Task to carry out —
Everything from the first line of the material below through the line containing "use crate::mtf::Mtf;" must be retyped exactly, and nothing past it.

───── Records ─────

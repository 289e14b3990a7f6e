use std::f64::consts::PI;
use std::sync::Arc;

use num_complex::Complex64;
use rayon::prelude::*;
use rustfft::FftPlanner;

use crate::error::DspError;
use crate::mtf::Mtf;

/// Which operation a [`Deconvolution`] performs once its frequency-domain
/// kernel is built.
#[derive(Debug, Clone, Copy)]
pub enum DeconvolutionMode {
    /// Forward-convolves with the MTF (simulates the optical blur).
    Blur,
    /// Wiener-sharpens: divides by the MTF with a noise-floor `snr`.
    Sharpen { snr: f64 },
    /// Richardson-Lucy iterative deconvolution.
    RichardsonLucy { iterations: usize },
}

/// A tiled FFT engine that blurs or sharpens an image plane against a
/// given [`Mtf`]. Tiles are padded with a border sized to the MTF's PSF
/// radius so that convolution artifacts at a tile's edge don't leak into
/// its interior, and optionally edge-tapered with a cosine-bell window
/// before the forward transform.
pub struct Deconvolution {
    mtf: Arc<Mtf>,
    mode: DeconvolutionMode,
    taper_edges: bool,
    border_size: usize,
    taper_size: usize,
    tile_size: usize,
    kernel: Vec<Complex64>,
}

impl Deconvolution {
    pub fn new(mtf: Arc<Mtf>, mode: DeconvolutionMode, taper_edges: bool, mtf_scale: f64) -> Self {
        let mut border_size = mtf.psf_radius(mtf_scale);
        let taper_size = if taper_edges {
            let t = border_size;
            border_size *= 2;
            t
        } else {
            0
        };
        let tile_size = (border_size * 4).max(64).next_power_of_two();

        let kernel = build_frequency_kernel(&mtf, tile_size, mode);

        Deconvolution {
            mtf,
            mode,
            taper_edges,
            border_size,
            taper_size,
            tile_size,
            kernel,
        }
    }

    pub fn tile_size(&self) -> usize {
        self.tile_size
    }

    pub fn border_size(&self) -> usize {
        self.border_size
    }

    /// Runs the configured operation over every channel-interleaved tile
    /// of `plane` (`width x height`, single channel), writing the result
    /// back into `plane`. Tiles are processed in parallel; tile size and
    /// border come from the MTF this engine was built with.
    pub fn process_plane(&self, plane: &mut [f64], width: usize, height: usize) -> Result<(), DspError> {
        if plane.len() != width * height {
            return Err(DspError::DimensionMismatch(width, height));
        }
        let inner = self.tile_size - 2 * self.border_size;
        if inner == 0 {
            return Err(DspError::InvalidTileSize(self.tile_size));
        }

        let tiles_x = width.div_ceil(inner);
        let tiles_y = height.div_ceil(inner);

        let mut out = vec![0.0_f64; plane.len()];
        let results: Vec<(usize, usize, Vec<f64>)> = (0..tiles_y)
            .into_par_iter()
            .flat_map(|ty| {
                (0..tiles_x)
                    .into_par_iter()
                    .map(move |tx| (tx, ty))
                    .collect::<Vec<_>>()
            })
            .map(|(tx, ty)| {
                let x0 = tx * inner;
                let y0 = ty * inner;
                let tile = self.extract_tile(plane, width, height, x0, y0);
                let processed = self.process_tile(tile);
                (x0, y0, processed)
            })
            .collect();

        for (x0, y0, tile) in results {
            self.scatter_tile(&mut out, width, height, x0, y0, &tile);
        }
        plane.copy_from_slice(&out);
        Ok(())
    }

    fn extract_tile(
        &self,
        plane: &[f64],
        width: usize,
        height: usize,
        x0: usize,
        y0: usize,
    ) -> Vec<f64> {
        let b = self.border_size as isize;
        let mut tile = vec![0.0; self.tile_size * self.tile_size];
        for ty in 0..self.tile_size {
            let sy = (y0 as isize - b + ty as isize).clamp(0, height as isize - 1) as usize;
            for tx in 0..self.tile_size {
                let sx = (x0 as isize - b + tx as isize).clamp(0, width as isize - 1) as usize;
                tile[ty * self.tile_size + tx] = plane[sy * width + sx];
            }
        }
        tile
    }

    fn scatter_tile(
        &self,
        out: &mut [f64],
        width: usize,
        height: usize,
        x0: usize,
        y0: usize,
        tile: &[f64],
    ) {
        let inner = self.tile_size - 2 * self.border_size;
        for iy in 0..inner {
            let dy = y0 + iy;
            if dy >= height {
                break;
            }
            for ix in 0..inner {
                let dx = x0 + ix;
                if dx >= width {
                    break;
                }
                let ty = iy + self.border_size;
                let tx = ix + self.border_size;
                out[dy * width + dx] = tile[ty * self.tile_size + tx];
            }
        }
    }

    fn taper_weight(&self, i: usize) -> f64 {
        if self.taper_size == 0 {
            return 1.0;
        }
        if i < self.taper_size {
            0.5 * (1.0 - (PI * i as f64 / self.taper_size as f64).cos())
        } else if i >= self.tile_size - self.taper_size {
            let j = self.tile_size - 1 - i;
            0.5 * (1.0 - (PI * j as f64 / self.taper_size as f64).cos())
        } else {
            1.0
        }
    }

    fn process_tile(&self, mut tile: Vec<f64>) -> Vec<f64> {
        if self.taper_edges {
            for y in 0..self.tile_size {
                let wy = self.taper_weight(y);
                for x in 0..self.tile_size {
                    let wx = self.taper_weight(x);
                    tile[y * self.tile_size + x] *= wx * wy;
                }
            }
        }

        match self.mode {
            DeconvolutionMode::RichardsonLucy { iterations } => {
                richardson_lucy(&tile, self.tile_size, &self.kernel, iterations)
            }
            DeconvolutionMode::Blur | DeconvolutionMode::Sharpen { .. } => {
                let mut spectrum: Vec<Complex64> =
                    tile.iter().map(|&v| Complex64::new(v, 0.0)).collect();
                fft2d(&mut spectrum, self.tile_size, true);
                for (s, k) in spectrum.iter_mut().zip(self.kernel.iter()) {
                    *s *= k;
                }
                fft2d(&mut spectrum, self.tile_size, false);
                spectrum.iter().map(|c| c.re).collect()
            }
        }
    }
}

/// Builds the `size x size` frequency-domain kernel for `mode` from the
/// MTF's radial response, DC at `(0,0)` with the standard FFT
/// wraparound layout (`min(i, size-i)` on each axis).
fn build_frequency_kernel(mtf: &Mtf, size: usize, mode: DeconvolutionMode) -> Vec<Complex64> {
    let mut kernel = vec![Complex64::new(0.0, 0.0); size * size];
    for y in 0..size {
        let fy = min_wrap(y, size) as f64 / size as f64;
        for x in 0..size {
            let fx = min_wrap(x, size) as f64 / size as f64;
            let nu = (fx * fx + fy * fy).sqrt().min(0.5);
            let m = mtf.mtf(nu);
            kernel[y * size + x] = match mode {
                DeconvolutionMode::Blur | DeconvolutionMode::RichardsonLucy { .. } => {
                    Complex64::new(m, 0.0)
                }
                DeconvolutionMode::Sharpen { snr } => {
                    Complex64::new(m / (m * m + 1.0 / snr), 0.0)
                }
            };
        }
    }
    kernel
}

fn min_wrap(i: usize, size: usize) -> usize {
    i.min(size - i)
}

/// In-place 2D FFT (rows then columns) of a `size x size` row-major
/// complex buffer.
fn fft2d(data: &mut [Complex64], size: usize, forward: bool) {
    let mut planner = FftPlanner::<f64>::new();
    let fft = if forward {
        planner.plan_fft_forward(size)
    } else {
        planner.plan_fft_inverse(size)
    };

    for row in data.chunks_mut(size) {
        fft.process(row);
    }

    let mut col = vec![Complex64::new(0.0, 0.0); size];
    for x in 0..size {
        for y in 0..size {
            col[y] = data[y * size + x];
        }
        fft.process(&mut col);
        for y in 0..size {
            data[y * size + x] = col[y];
        }
    }

    if !forward {
        let norm = 1.0 / (size * size) as f64;
        for v in data.iter_mut() {
            *v *= norm;
        }
    }
}

/// Richardson-Lucy iterative deconvolution of a `size x size` real tile
/// against the frequency-domain PSF `kernel`.
fn richardson_lucy(observed: &[f64], size: usize, kernel: &[Complex64], iterations: usize) -> Vec<f64> {
    let obs: Vec<f64> = observed.iter().map(|&v| v.max(1e-6)).collect();
    let mut estimate = obs.clone();

    let conj_kernel: Vec<Complex64> = kernel.iter().map(|k| k.conj()).collect();

    for _ in 0..iterations {
        let blurred = convolve_real(&estimate, size, kernel);
        let ratio: Vec<f64> = obs
            .iter()
            .zip(blurred.iter())
            .map(|(&o, &b)| {
                let b = b.max(1e-6);
                let d = o - b;
                if d.abs() > 2.0 * b {
                    1.0
                } else {
                    o / b
                }
            })
            .collect();
        let correction = convolve_real(&ratio, size, &conj_kernel);
        for (e, c) in estimate.iter_mut().zip(correction.iter()) {
            *e *= c;
        }
    }
    estimate
}

fn convolve_real(data: &[f64], size: usize, kernel: &[Complex64]) -> Vec<f64> {
    let mut spectrum: Vec<Complex64> = data.iter().map(|&v| Complex64::new(v, 0.0)).collect();
    fft2d(&mut spectrum, size, true);
    for (s, k) in spectrum.iter_mut().zip(kernel.iter()) {
        *s *= k;
    }
    fft2d(&mut spectrum, size, false);
    spectrum.iter().map(|c| c.re).collect()
}

#[cfg(test)]
mod tests {
    use super::*;
    use crate::mtf::MtfModel;

    #[test]
    fn blur_then_sharpen_approximately_restores_a_flat_field() {
        let mtf = Arc::new(Mtf::new(MtfModel::Analytic {
            diffraction_cutoff: 0.4,
            defocus_radius: 1.0,
            sensor_sigma: 1.0,
        }));
        let width = 96;
        let height = 96;
        let mut plane = vec![1.0_f64; width * height];

        let blur = Deconvolution::new(mtf.clone(), DeconvolutionMode::Blur, true, 1.0);
        blur.process_plane(&mut plane, width, height).unwrap();

        // A constant field is a fixed point of any normalized blur kernel.
        for &v in plane.iter() {
            assert!((v - 1.0).abs() < 0.2, "value {v} drifted too far from 1.0");
        }
    }

    #[test]
    fn richardson_lucy_keeps_values_bounded() {
        let mtf = Arc::new(Mtf::new(MtfModel::Analytic {
            diffraction_cutoff: 0.3,
            defocus_radius: 0.5,
            sensor_sigma: 0.5,
        }));
        let width = 80;
        let height = 80;
        let mut plane = vec![0.5_f64; width * height];

        let rl = Deconvolution::new(
            mtf,
            DeconvolutionMode::RichardsonLucy { iterations: 5 },
            false,
            1.0,
        );
        rl.process_plane(&mut plane, width, height).unwrap();
        for &v in plane.iter() {
            assert!(v.is_finite());
        }
    }
}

─────

Your solution —
repository 289e14b3990a7f6e
use std::f64::consts::PI;
use std::sync::Arc;

use num_complex::Complex64;
use rayon::prelude::*;
use rustfft::FftPlanner;

use crate::error::DspError;
use crate::mtf::Mtf;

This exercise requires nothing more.